Fournier, président en l'élection, et premier échevin de Paris, prononça un discours. Notre ville, dit-il entre autres choses à Anne d'Autriche, durant l'absence de Vos Majestés, se peut dire un corps sans âme, sans mouvement et sans forme. Il termina en adressant ces paroles à Louis XIV : Si Votre Majesté nous honore de son retour, si ardemment souhaité de nos citoyens, nous tâcherons par toutes sortes de devoir de lui donner de nouvelles preuves de nos affections, etc. A quoi la reine répondit qu'elle aimait le peuple de Paris, ne lui voulait point de mal ; que, le parlement obéissant, elle retournerait et ramènerait le roi à Paris ; que, le parlement sortant par une porte, elle rentrerait par l'autre. Discours inutiles, comme on voit, et démentis par les actes des partis en présence. Les Parisiens ne désiraient pas leurs Majestés autant que le prétendait l'échevin Fournier, et l'amour d'Anne d'Autriche pour le peuple semblait à tous fort hypothétique. Dès son retour à Paris, la députation reçut une lettre de cachet, enjoignant à Montbazon et aux échevins de se servir des forces militaires qu'ils avaient pour chasser le parlement, auquel cependant ceux-ci restèrent inviolablement attachés.
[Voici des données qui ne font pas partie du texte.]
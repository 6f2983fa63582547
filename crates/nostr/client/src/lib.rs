//! Multi-relay Nostr client.
//!
//! [`RelayPool`] keeps connections to a set of relays, records which filters
//! are subscribed where, reopens relays that drop abnormally and fans every
//! received event out to an [`EventStream`] and to per-kind handlers.

pub mod bus;
pub mod config;
pub mod error;
pub mod handler;
pub mod message;
pub mod pool;
pub mod relay;
pub mod subscription;
pub mod transport;

pub use bus::{EventBus, EventStream, PoolNotification, RelayEvent};
pub use config::{ConfigError, PoolConfig, RelayConfig};
pub use error::{ClientError, Result};
pub use handler::{EventHandler, HandlerRegistry};
pub use message::{ClientMessage, RelayMessage, parse_relay_message};
pub use pool::RelayPool;
pub use relay::{ConnectionState, FragmentBuffer, PublishConfirmation, RelayConnection};
pub use subscription::{SubscriptionTable, generate_subscription_id};
pub use transport::{
    ABNORMAL_CLOSURE, FragmentData, MemoryTransport, NORMAL_CLOSURE, Transport,
    TransportConnection, TransportFrame, TransportSink, WebSocketTransport,
};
Aussitôt, nombre de pamphlets se publièrent sur l'enlèvement du roi par Mazarin. Un poète comparait le ministre au monstre Typhon enlevant Jupiter, Typhon Jovem rapiens ; un autre composait et publiait ce quatrain :

Ces voleurs de Louïs, ces infâmes harpies,

Le grand maistre (Condé) et le cardinal,

Après s'être saisis de toutes les copies

Ont enlevé l'original.

Il fut, en mille endroits, placardé Un avis aux bons et fidèles serviteurs du roi, les bourgeois de Paris, de demander qu'il lui plaise,au parlement et à l'échevinage, supplier le roi d'ordonner aux bourgeois de prendre les armes pour son entrée dans Paris ; de faire sa demeure au Louvre ; d'employer les revenus des biens et bénéfices de Mazarin à payer les ouvriers qui achèveront ledit Louvre ; d'agréer le duc d'Elbeuf pour gouverneur de Paris, etc. Il parut l'Ouÿ-dire de la Cour, où on lisait : Si la reine fait feu, vous êtes assurés que Monsieur le Prince sera la pierre à fusil, avec laquelle on le battra ; monsieur le duc d'Orléans servira d'allumettes ; aussi bien brûle-t-il toujours par les deux bouts ; les chemises des nièces de Mazarin serviront de mèches, et la calotte du cardinal de soufflet, avec lequel on allumera le feu par toute l'étendue de la France, et des os des pauvres François brûlés on en doit composer un musc que ceux de la cour, ou plutôt de la faction de Mazarin porteront continuellement, et dont l'odeur ira jusques en Espagne réjouir sa Majesté catholique.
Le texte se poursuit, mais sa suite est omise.